According to a recent blog post, the most expensive component of a cyber attack is information loss, which represents 43% of costs.
The 2018 Global Threat Report by Thales showed that more than 7 in 10 of all organizations in the U.S. were affected by a data breach in some way over the past few years. About 46% of organizations experienced a breach incident in the past year, almost double the 24% reported in 2017.
Ponemon’s Third Annual Study on the Cyber Resilient Organization showed that organizations still need to improve their protective measures against cyber attacks. In the research, 57% of respondents said the time to resolve an incident has increased while 65% reported that the severity of cyber attacks has increased.
Here are 8 safeguards that can help stop a cyber attack from becoming a data breach.
- Formalized data security policies: Put stringent policies in place around the handling of confidential information in and out of the workplace. Highlight data in email, web browsing, removable media, and personally owned devices. Train mobile users on the secure use of their devices. The 2018 State of the Industry Report from Shred-it showed that while over 90% of North American business leaders trust their employees with confidential information when working off-site, 51% of C-Suites in the U.S. say electronic devices like laptops and mobile phones have been lost or stolen while employees were working off-site.

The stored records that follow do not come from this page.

//! Static catalog of known modpacks.
//!
//! The pack API offers no listing endpoint, so this table is maintained by
//! hand. Watch <https://github.com/FTBTeam/FTB-App/issues/103> for changes.

pub struct Pack {
    pub name: &'static str,
    pub id: u32,
}

/// Known packs and their ids.
pub const KNOWN_PACKS: &[Pack] = &[Pack {
    name: "FTB Interactions",
    id: 5,
}];

/// Looks a pack up by id.
pub fn find(id: u32) -> Option<&'static Pack> {
    KNOWN_PACKS.iter().find(|pack| pack.id == id)
}

/// Renders the catalog listing, one `name : id` line per pack.
pub fn listing() -> String {
    let mut out = String::from("Listing available packs\n=======================\n");
    for pack in KNOWN_PACKS {
        out.push_str(&format!("{} : {}\n", pack.name, pack.id));
    }
    out
}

- Culture of security: Implement a culture of security from the top down to instill the concept that cyber security belongs to everyone. Teach security awareness, promote data security in emails, posters and other communications, and reward employees who are committed. Make security a seamless process by embedding secure processes such as professional document shredding.
- Incident response plan: 77% of organizations in the Ponemon study say they don’t have a formal cyber security incident response plan. Incident response is an organized approach for handling events affecting the security of computer systems or networks – and all companies need one.
- Security aware workforce: Not having skilled personnel dedicated to cyber security was the second biggest barrier to cyber resilience in the Ponemon study with only 29% having appropriate staffing. Create defined hiring criteria and on-going training that focus on security policies and procedures.
- Strong passwords: Make sure staff is aware of internal policies and enforce regular password updates with automated processes wherever possible.
- Technology: Protect all hard drives and computers with the latest safeguards to help decrease the severity and volume of cyber attacks. This includes vulnerability scanning, patch management, identity management and authentication, and intrusion detection and prevention systems. Scan for malware, and protect all host and client machines with antivirus solutions.
- Encrypted data: Encrypt all data in transit and at rest.
- Locked down systems: Many cyber attacks occur when equipment is stolen. Make sure all systems are physically secured and server room doors are closed and locked. Do not stockpile, recycle or resell legacy equipment.